There is always a big, well maybe not so big, debate as to how technical a project manager should be. Some agencies hire project managers who are former developers and could really complete much of a project themselves if they needed to, and some agencies hire project managers that have strong leadership and business skills, but offer very little in the way of actual development. Both of these practices work, but they both require much different structure in terms of support underneath the project manger. For example the more technical your project manager is, the more flexible an agency can be with the staff of developers underneath them. These developers can be directly supervised by a project manager that has solid development or technical skills. Having a project manager that has limited technical skills requires a bigger support structure for each team. Developers are going to have to be able to quickly answer questions, and work with the project manager so that they can have a quick turn around to the client. If the project manager has to pass every technical question down the line, customer experience can be negatively impacted, and that is some thing to be cautious of.

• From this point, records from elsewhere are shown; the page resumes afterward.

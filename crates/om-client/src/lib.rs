//! # om-client
//!
//! An async client for the OneMap SG geospatial API.
//!
//! ## Features
//!
//! - **Token management**: authenticates with email and password, refreshes
//!   the bearer token two minutes before it expires
//! - **Async/Await**: Built on tokio and reqwest
//! - **Type Safe**: Responses are mapped into om-models result types
//! - **Configurable**: Environment-based configuration via om-core
//! - **Pluggable transport**: anything implementing [`HttpTransport`]
//!
//! ## Usage
//!
//! ```rust,no_run
//! use om_client::{OneMapClient, RouteType};
//! use om_core::Config;
//!
//! #[tokio::main]
//! async fn main() -> Result<(), Box<dyn std::error::Error>> {
//!     let config = Config::from_env()?;
//!     let client = OneMapClient::new(config).await?;
//!
//!     if let Some(found) = client.search_with_defaults("revenue house").await? {
//!         for item in &found.results {
//!             println!("{:?} {:?}", item.search_value, item.lat_long);
//!         }
//!     }
//!
//!     let route = client
//!         .route("1.320981,103.844150", "1.326762,103.8559", RouteType::Walk, None)
//!         .await?;
//!     if let Some(route) = route {
//!         println!("{} points", route.lat_longs()?.map_or(0, |p| p.len()));
//!     }
//!
//!     Ok(())
//! }
//! ```
//!
//! ## Status handling
//!
//! 200 responses are parsed, 4xx become [`Error::BadRequest`] (or
//! [`Error::Authentication`] on the token endpoint), 5xx become
//! [`Error::Server`]. Any other status yields `Ok(None)`.

#![warn(clippy::all)]

pub mod client;
pub mod operation;
pub mod query;
pub mod session;
pub mod transport;

// Re-export the main client and common types
pub use client::OneMapClient;
pub use om_core::{Config, Endpoint, Error, Result, StatusClass};
pub use om_models::*;
pub use operation::{ApiResult, Operation, ReverseType};
pub use query::{Location, RouteType, TransitOptions};
pub use transport::{ApiResponse, HttpMethod, HttpRequest, HttpTransport, ReqwestTransport};

#[cfg(test)]
mod tests {
  use super::*;

  #[test]
  fn test_anonymous_client_creation() {
    let client = OneMapClient::anonymous().unwrap();
    assert_eq!(client.config().base_url, om_core::ONEMAP_BASE_URL);
    assert!(!client.config().has_credentials());
  }
}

Beyond a working knowledge of Drupal, which I hope is standard, there are two things that every project manager needs to understand, at least a little bit, to be effective and to best serve the customer.

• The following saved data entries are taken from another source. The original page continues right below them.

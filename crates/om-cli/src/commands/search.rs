/*
 *
 *
 *
 *
 * MIT License
 * Copyright (c) 2025. Dwight J. Browne
 * dwight[-at-]dwightjbrowne[-dot-]com
 *
 *
 * Permission is hereby granted, free of charge, to any person obtaining a copy
 * of this software and associated documentation files (the "Software"), to deal
 * in the Software without restriction, including without limitation the rights
 * to use, copy, modify, merge, publish, distribute, sublicense, and/or sell
 * copies of the Software, and to permit persons to whom the Software is
 * furnished to do so, subject to the following conditions:
 *
 * The above copyright notice and this permission notice shall be included in all
 * copies or substantial portions of the Software.
 *
 * THE SOFTWARE IS PROVIDED "AS IS", WITHOUT WARRANTY OF ANY KIND, EXPRESS OR
 * IMPLIED, INCLUDING BUT NOT LIMITED TO THE WARRANTIES OF MERCHANTABILITY,
 * FITNESS FOR A PARTICULAR PURPOSE AND NONINFRINGEMENT. IN NO EVENT SHALL THE
 * AUTHORS OR COPYRIGHT HOLDERS BE LIABLE FOR ANY CLAIM, DAMAGES OR OTHER
 * LIABILITY, WHETHER IN AN ACTION OF CONTRACT, TORT OR OTHERWISE, ARISING FROM,
 * OUT OF OR IN CONNECTION WITH THE SOFTWARE OR THE USE OR OTHER DEALINGS IN THE
 * SOFTWARE.
 */

use super::print_result;
use anyhow::Result;
use clap::Args;
use om_client::OneMapClient;
use om_core::Config;
use om_models::ResponseModel;
use tracing::info;

#[derive(Args, Debug)]
pub struct SearchCommand {
  /// Address, building name or postal code
  pub value: String,

  /// Result page, starting at 1
  #[arg(short, long)]
  pub page: Option<u32>,

  /// Leave out coordinates
  #[arg(long)]
  pub no_geometry: bool,

  /// Leave out block, road and postal code
  #[arg(long)]
  pub no_details: bool,
}

pub async fn execute(cmd: SearchCommand, config: Config) -> Result<()> {
  let client = OneMapClient::new(config).await?;
  let result = client.search(&cmd.value, !cmd.no_geometry, !cmd.no_details, cmd.page).await?;

  if let Some(found) = &result {
    info!("Page {} of {}, {} results", found.page_num, found.total_num_pages, found.results.len());
  }
  print_result(result.map(|r| r.to_dict()))
}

You don't have to be a command line wiz here, but you need to understand the basics. This would include changing directories, listing directory contents, and understanding file permissions. You need to be able to navigate through a clients server, check permissions and do a little bit of basic troubleshooting. From there you have the ability to see if servers are even responding, check credentials that are given to you by a client, check domain and DNS issues that might arise. The more you can understand here, the more likely you will be to get all of the information from the client prior to sending an issue to a developer.
Once you have that basic command line knowledge squared away, you can use Drush, and let me tell if you aren't using Drush you don't know what you are missing. At LightSky our Project Managers are typically the ones who manage our update agreements with clients. They are the ones notified when updates are available, and they are the ones who typically run the updates. Occasionally they will run into a snag, but that is what developers are here for. This not only means that our clients can get these updates a bit quicker, but it also means that our dev time can be freed up for more complex tasks. Our project managers can solve a lot of issues by being able to clear a cache in Drupal, or install and update modules and core. And all of these tasks are far easier to do with Drush than with the standard Drupal interface.
Basic command line skills coupled with a good working knowledge of Drush can take your project management to the next level. For me the change has been pretty drastic. If everyone leaves for lunch, and I get a phone call, often I can have a fix started before the developers return, and sometimes a head start makes a big difference to your clients.
What technical tools to your project managers use on a daily basis, are they all comfortable at the command line?